* _WHAT THE TASK REQUIRES_
Your answer should consist of each line from the data below that contains "None".

Data records:

Segment Open

use std::path::PathBuf;

use anyhow::{Context, Result};
use clap::{Parser, Subcommand};
use kndchain_config::NodeConfig;
use kndchain_core::{Address, ChainStore, InMemoryChainStore};
use kndchain_crypto::{address_from_private_key, generate_keypair, Secp256k1Provider};
use kndchain_network::{pubsub::PubSubPeer, sync, wire::ChainDto};
use kndchain_node::run_node;
use kndchain_wallet::{create_transaction, reward_transaction, Keystore, TransactionPool, Wallet};
use std::sync::Arc;

#[derive(Parser)]
#[command(name = "kndchain", version, about = "kndchain peer node CLI")]
struct Cli {
    #[command(subcommand)]
    command: Commands,
}

#[derive(Subcommand)]
enum Commands {
    /// Write a starter config file.
    Init {
        #[arg(long, default_value = "config/kndchain.toml")]
        config: PathBuf,
    },
    /// Run the node (mining, pub/sub and sync) until interrupted.
    Node {
        #[arg(long, default_value = "config/kndchain.toml")]
        config: PathBuf,
    },
    /// Wallet operations.
    Wallet {
        #[command(subcommand)]
        cmd: WalletCmd,
    },
    /// Sync the chain from a beacon and print it.
    ShowChain {
        #[arg(long)]
        beacon: String,
    },
    /// Build, sign and broadcast a transaction from a locally stored wallet.
    Send {
        #[arg(long)]
        beacon: String,
        #[arg(long)]
        pubsub_addr: String,
        #[arg(long)]
        from: String,
        #[arg(long)]
        to: String,
        #[arg(long)]
        amount: u64,
    },
    /// Run a single mining round against a beacon and broadcast the result.
    Mine {
        #[arg(long)]
        beacon: String,
        #[arg(long)]
        pubsub_addr: String,
        #[arg(long)]
        miner: String,
    },
}

#[derive(Subcommand)]
enum WalletCmd {
    /// Generate a keypair and store it encrypted under the keystore root.
    New {
        #[arg(long)]
        keys_dir: Option<PathBuf>,
    },
    /// List addresses held in the keystore.
    List {
        #[arg(long)]
        keys_dir: Option<PathBuf>,
    },
    /// Sync the chain from a beacon and print an address's balance.
    Balance {
        #[arg(long)]
        beacon: String,
        #[arg(long)]
        address: String,
    },
}

fn default_keys_dir() -> PathBuf {
    dirs::home_dir()
        .unwrap_or_else(std::env::temp_dir)
        .join(".kndchain")
        .join("keys")
}

fn prompt_password(prompt: &str) -> Result<String> {
    match std::env::var("KNDCHAIN_WALLET_PASSWORD") {
        Ok(p) if !p.is_empty() => Ok(p),
        _ => Ok(rpassword::prompt_password(prompt)?),
    }
}

fn main() -> Result<()> {
    let cli = Cli::parse();
    match cli.command {
        Commands::Init { config } => init_config(config)?,
        Commands::Node { config } => {
            let rt = tokio::runtime::Runtime::new()?;
            rt.block_on(run_node(config))?;
        }
        Commands::Wallet { cmd } => run_wallet_cmd(cmd)?,
        Commands::ShowChain { beacon } => {
            let rt = tokio::runtime::Runtime::new()?;
            rt.block_on(show_chain(&beacon))?;
        }
        Commands::Send {
            beacon,
            pubsub_addr,
            from,
            to,
            amount,
        } => {
            let rt = tokio::runtime::Runtime::new()?;
            rt.block_on(send(&beacon, &pubsub_addr, &from, &to, amount))?;
        }
        Commands::Mine {
            beacon,
            pubsub_addr,
            miner,
        } => {
            let rt = tokio::runtime::Runtime::new()?;
            rt.block_on(mine(&beacon, &pubsub_addr, &miner))?;
        }
    }
    Ok(())
}

fn init_config(path: PathBuf) -> Result<()> {
    if path.exists() {
        println!("config already exists at {}", path.display());
        return Ok(());
    }
    let cfg = NodeConfig::example();
    if let Some(parent) = path.parent() {
        std::fs::create_dir_all(parent)?;
    }
    std::fs::write(&path, toml::to_string_pretty(&cfg)?)?;
    println!("wrote config to {}", path.display());
    Ok(())
}

fn run_wallet_cmd(cmd: WalletCmd) -> Result<()> {
    match cmd {
        WalletCmd::New { keys_dir } => {
            let password = prompt_password("password for new key: ")?;
            let keypair = generate_keypair();
            let keystore = Keystore::new(keys_dir.unwrap_or_else(default_keys_dir))?;
            keystore.store(&keypair.address, &keypair.private_key, &password)?;
            println!("created wallet with address {}", keypair.address);
        }
        WalletCmd::List { keys_dir } => {
            let keystore = Keystore::new(keys_dir.unwrap_or_else(default_keys_dir))?;
            for address in keystore.addresses()? {
                println!("{address}");
            }
        }
        WalletCmd::Balance { beacon, address } => {
            let rt = tokio::runtime::Runtime::new()?;
            rt.block_on(wallet_balance(&beacon, &address))?;
        }
    }
    Ok(())
}

async fn synced_store(beacon: &str) -> Result<InMemoryChainStore> {
    let store = InMemoryChainStore::new();
    let crypto = Secp256k1Provider::new();
    sync::sync_blockchain(&format!("{beacon}/api/blocks"), &store, &crypto)
        .await
        .map_err(|e| anyhow::anyhow!("{e}"))
        .context("syncing chain from beacon")?;
    Ok(store)
}

async fn wallet_balance(beacon: &str, address: &str) -> Result<()> {
    let store = synced_store(beacon).await?;
    let chain = store.blockchain();
    let address = Address::from(address.to_string());
    let balance = kndchain_consensus::balance(&address, &chain, chain.len() as i64 - 1);
    println!("{balance}");
    Ok(())
}

async fn show_chain(beacon: &str) -> Result<()> {
    let store = synced_store(beacon).await?;
    let chain = store.blockchain();
    let dto = ChainDto::from(chain.as_slice());
    println!("{}", serde_json::to_string_pretty(&dto)?);
    Ok(())
}

async fn send(beacon: &str, pubsub_addr: &str, from: &str, to: &str, amount: u64) -> Result<()> {
    let keys_dir = default_keys_dir();
    let keystore = Keystore::new(keys_dir)?;
    let from_address = Address::from(from.to_string());
    let password = prompt_password("wallet password: ")?;
    let private_key = keystore.load(&from_address, &password)?;
    let derived = address_from_private_key(&private_key)?;
    if derived != from_address {
        anyhow::bail!("keystore entry for {from} does not match its own address");
    }

    let crypto = Arc::new(Secp256k1Provider::new());
    let wallet = Wallet::new(private_key, from_address, crypto);
    let store = synced_store(beacon).await?;
    let chain = store.blockchain();
    let to_address = Address::from(to.to_string());
    let tx = create_transaction(&wallet, &chain, &to_address, amount)?;

    let mut peer = PubSubPeer::connect(pubsub_addr)?;
    peer.broadcast_transaction(&tx)?;
    println!("broadcast transaction {}", tx.id);
    Ok(())
}

async fn mine(beacon: &str, pubsub_addr: &str, miner: &str) -> Result<()> {
    let store = synced_store(beacon).await?;
    let pool = TransactionPool::new();
    sync::sync_transaction_pool(&format!("{beacon}/api/transactions"), &pool)
        .await
        .map_err(|e| anyhow::anyhow!("{e}"))
        .context("syncing transaction pool from beacon")?;

    let crypto = Secp256k1Provider::new();
    let miner_address = Address::from(miner.to_string());
    let mut data = pool.valid_transactions(&crypto);
    data.push(reward_transaction(&miner_address));
    let last_block = store.last_block();
    let block = kndchain_consensus::mine_new_block(&last_block, data);
    store.add_block(block.clone())?;

    let chain = store.blockchain();
    let mut peer = PubSubPeer::connect(pubsub_addr)?;
    peer.broadcast_blockchain(&chain)?;
    println!("mined block {}", block.hash);
    Ok(())
}
//! Styled terminal output for the vidfetch CLI.

use std::fmt::Display;

use colored::*;

use vidfetch_core::fetch::RemoteInfo;
use vidfetch_core::utils::{format_duration_seconds, format_megabytes};
use vidfetch_core::VideoMetadata;

/// Print a section heading with colored styling
pub fn print_section(text: &str) {
    let section = format!(" {} ", text).bold().white();
    let line = "-".repeat(40).blue();

    println!("\n{}", line);
    println!("{}", section);
    println!("{}", line);
}

/// Print an info line with label and value, with the label colored
pub fn print_info<T: Display>(label: &str, value: T) {
    println!("{}: {}", label.bright_cyan(), value);
}

/// Print an error message with red styling
pub fn print_error(message: &str) {
    eprintln!("{} {}", "Error:".bold().bright_red(), message);
}

/// Print a success message with green styling and a checkmark
pub fn print_success(message: &str) {
    println!("{} {}", "✅".green(), message);
}

/// Print a warning message with yellow styling
pub fn print_warning(message: &str) {
    println!("{} {}", "⚠️".yellow(), message.yellow());
}

/// Print the metadata summary block for a downloaded video.
///
/// Lines for optional fields appear only when the probe produced them; a
/// degraded record prints just the filename and size.
pub fn print_video_info(info: &VideoMetadata) {
    print_section("Video Information");

    print_info("Filename", &info.filename);
    print_info("File Size", format_megabytes(info.file_size));

    if let Some(duration) = info.duration {
        print_info("Duration", format_duration_seconds(duration));
    }

    if let Some((width, height)) = info.resolution() {
        print_info("Resolution", format!("{}x{}", width, height));
    }

    if let Some(codec) = &info.video_codec {
        print_info("Video Codec", codec);
    }

    if let Some(frame_rate) = &info.frame_rate {
        print_info("Frame Rate", frame_rate);
    }

    if let Some(codec) = &info.audio_codec {
        let detail = match (info.audio_channels, info.sample_rate) {
            (Some(channels), Some(rate)) => format!("{codec} ({channels} ch, {rate} Hz)"),
            (Some(channels), None) => format!("{codec} ({channels} ch)"),
            _ => codec.clone(),
        };
        print_info("Audio Codec", detail);
    }

    if let Some(bitrate) = info.bitrate {
        print_info("Bitrate", format!("{} kbps", bitrate / 1000));
    }

    println!();
}

/// Print the result of an info-only HEAD request.
pub fn print_remote_info(info: &RemoteInfo) {
    print_section("Remote Video Information");

    print_info("File", &info.filename);

    match info.content_length {
        Some(size) => print_info("Size", format_megabytes(size)),
        None => print_info("Size", "Unknown (server did not provide Content-Length)"),
    }

    if let Some(content_type) = &info.content_type {
        print_info("Type", content_type);
    }

    println!();
}
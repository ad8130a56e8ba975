//! External command plumbing shared by the prober and the frame extractor.

use std::io::Read;
use std::process::{Command, Output, Stdio};
use std::time::{Duration, Instant};

use log::error;

use crate::error::{CoreError, CoreResult};
use crate::logging;

/// Check if an external command is available on this system.
///
/// Runs `<name> -version` and discards all output; a command that cannot be
/// started counts as unavailable.
pub fn is_tool_available(name: &str) -> bool {
    Command::new(name)
        .arg("-version")
        .stdout(Stdio::null())
        .stderr(Stdio::null())
        .status()
        .map(|status| status.success())
        .unwrap_or(false)
}

/// Execute a command with a wall-clock timeout.
///
/// The child is killed when the timeout expires. stdout and stderr are
/// drained on separate threads so a chatty child cannot block on a full pipe.
pub fn run_command_with_timeout(cmd: &mut Command, timeout: Duration) -> CoreResult<Output> {
    logging::log_command(cmd);

    let mut child = cmd
        .stdin(Stdio::null())
        .stdout(Stdio::piped())
        .stderr(Stdio::piped())
        .spawn()
        .map_err(|e| {
            error!("Failed to spawn command: {}", e);
            CoreError::CommandExecution(format!("Failed to spawn command: {}", e))
        })?;

    let mut stdout_pipe = child.stdout.take();
    let mut stderr_pipe = child.stderr.take();

    let stdout_handle = std::thread::spawn(move || {
        let mut buf = Vec::new();
        if let Some(pipe) = stdout_pipe.as_mut() {
            let _ = pipe.read_to_end(&mut buf);
        }
        buf
    });
    let stderr_handle = std::thread::spawn(move || {
        let mut buf = Vec::new();
        if let Some(pipe) = stderr_pipe.as_mut() {
            let _ = pipe.read_to_end(&mut buf);
        }
        buf
    });

    let start = Instant::now();
    let status = loop {
        match child.try_wait() {
            Ok(Some(status)) => break status,
            Ok(None) => {
                if start.elapsed() >= timeout {
                    let _ = child.kill();
                    let _ = child.wait();
                    return Err(CoreError::CommandTimeout(timeout.as_secs()));
                }
                std::thread::sleep(Duration::from_millis(100));
            }
            Err(e) => {
                return Err(CoreError::CommandExecution(format!(
                    "Error waiting for process: {}",
                    e
                )));
            }
        }
    };

    let stdout = stdout_handle.join().unwrap_or_default();
    let stderr = stderr_handle.join().unwrap_or_default();

    let output = Output {
        status,
        stdout,
        stderr,
    };

    if !output.status.success() {
        let stderr = String::from_utf8_lossy(&output.stderr);
        error!(
            "Command failed with exit code {}: {}",
            output.status.code().unwrap_or(-1),
            stderr
        );

        return Err(CoreError::CommandExecution(format!(
            "Command failed with exit code {}: {}",
            output.status.code().unwrap_or(-1),
            stderr
        )));
    }

    Ok(output)
}
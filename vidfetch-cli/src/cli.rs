// vidfetch-cli/src/cli.rs
//
// Defines the command-line argument structure using clap.

use clap::Parser;
use std::path::PathBuf;

use vidfetch_core::frames::{FrameDensity, DEFAULT_FRAME_COUNT};

#[derive(Parser, Debug)]
#[command(
    author,
    version,
    about = "vidfetch: Download and inspect video files from direct URLs",
    long_about = "Downloads a video from a direct URL, reports its metadata via ffprobe, \
                  and optionally extracts still frames via ffmpeg for analysis."
)]
pub struct Cli {
    /// Direct URL to the video file (must start with http:// or https://)
    #[arg(value_name = "URL")]
    pub url: String,

    /// Output directory (default: $VIDFETCH_OUTPUT_DIR, then the downloads
    /// directory if writable, then the current directory)
    #[arg(short, long, value_name = "DIR")]
    pub output: Option<PathBuf>,

    /// Custom filename (without extension)
    #[arg(short, long, value_name = "NAME")]
    pub name: Option<String>,

    /// Extract frames for analysis after downloading
    #[arg(short = 'f', long)]
    pub frames: bool,

    /// Report remote video info only; nothing is downloaded
    #[arg(short = 'i', long)]
    pub info: bool,

    /// Number of frames to extract, spread evenly across the clip
    #[arg(long, value_name = "COUNT", default_value_t = DEFAULT_FRAME_COUNT)]
    pub num_frames: usize,

    /// Sample frames at this rate (frames per second) instead of a fixed count
    #[arg(long, value_name = "FPS", conflicts_with = "num_frames")]
    pub fps: Option<f64>,

    /// Enable verbose logging
    #[arg(short, long)]
    pub verbose: bool,
}

impl Cli {
    /// The frame-extraction density selected by the flags.
    pub fn frame_density(&self) -> FrameDensity {
        match self.fps {
            Some(fps) => FrameDensity::Rate(fps),
            None => FrameDensity::Count(self.num_frames),
        }
    }
}
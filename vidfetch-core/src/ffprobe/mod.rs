//! Media probing via the external ffprobe tool.

pub mod exec;
pub mod media;

pub use exec::FFprobe;
pub use media::VideoMetadata;
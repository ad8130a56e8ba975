//! Utility functions for formatting and filename inspection.
//!
//! General-purpose helpers used throughout the vidfetch-core library:
//! byte and duration formatting plus the recognized-extension check shared
//! by the fetcher's filename resolution.

/// Video file extensions the fetcher recognizes (lowercase, no dot).
pub const SUPPORTED_EXTENSIONS: &[&str] =
    &["mp4", "webm", "mkv", "avi", "mov", "m4v", "wmv", "flv"];

/// Checks if the given extension (without dot) is a recognized video format.
#[must_use]
pub fn is_supported_video_ext(ext: &str) -> bool {
    SUPPORTED_EXTENSIONS
        .iter()
        .any(|s| ext.eq_ignore_ascii_case(s))
}

/// Formats bytes with appropriate binary units (B, KiB, MiB, GiB).
#[must_use]
pub fn format_bytes(bytes: u64) -> String {
    const KIB: f64 = 1024.0;
    const MIB: f64 = KIB * 1024.0;
    const GIB: f64 = MIB * 1024.0;

    let bytes_f64 = bytes as f64;
    if bytes_f64 >= GIB {
        format!("{:.2} GiB", bytes_f64 / GIB)
    } else if bytes_f64 >= MIB {
        format!("{:.2} MiB", bytes_f64 / MIB)
    } else if bytes_f64 >= KIB {
        format!("{:.2} KiB", bytes_f64 / KIB)
    } else {
        format!("{bytes} B")
    }
}

/// Formats bytes as a fixed megabyte string (e.g., "12.34 MB"), the unit the
/// summary output uses for file sizes.
#[must_use]
pub fn format_megabytes(bytes: u64) -> String {
    format!("{:.2} MB", bytes as f64 / (1024.0 * 1024.0))
}

/// Formats a duration in seconds as M:SS, or H:MM:SS for durations of an
/// hour or more. Returns "?:??" for invalid inputs.
#[must_use]
pub fn format_duration_seconds(seconds: f64) -> String {
    if seconds < 0.0 || !seconds.is_finite() {
        return "?:??".to_string();
    }

    let total_seconds = seconds as u64;
    let hours = total_seconds / 3600;
    let minutes = (total_seconds % 3600) / 60;
    let secs = total_seconds % 60;

    if hours > 0 {
        format!("{hours}:{minutes:02}:{secs:02}")
    } else {
        format!("{minutes}:{secs:02}")
    }
}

Segment Closed

* _ANSWER SPACE_
            (Some(channels), None) => format!("{codec} ({channels} ch)"),
        None => print_info("Size", "Unknown (server did not provide Content-Length)"),
            Ok(None) => {
            None => FrameDensity::Count(self.num_frames),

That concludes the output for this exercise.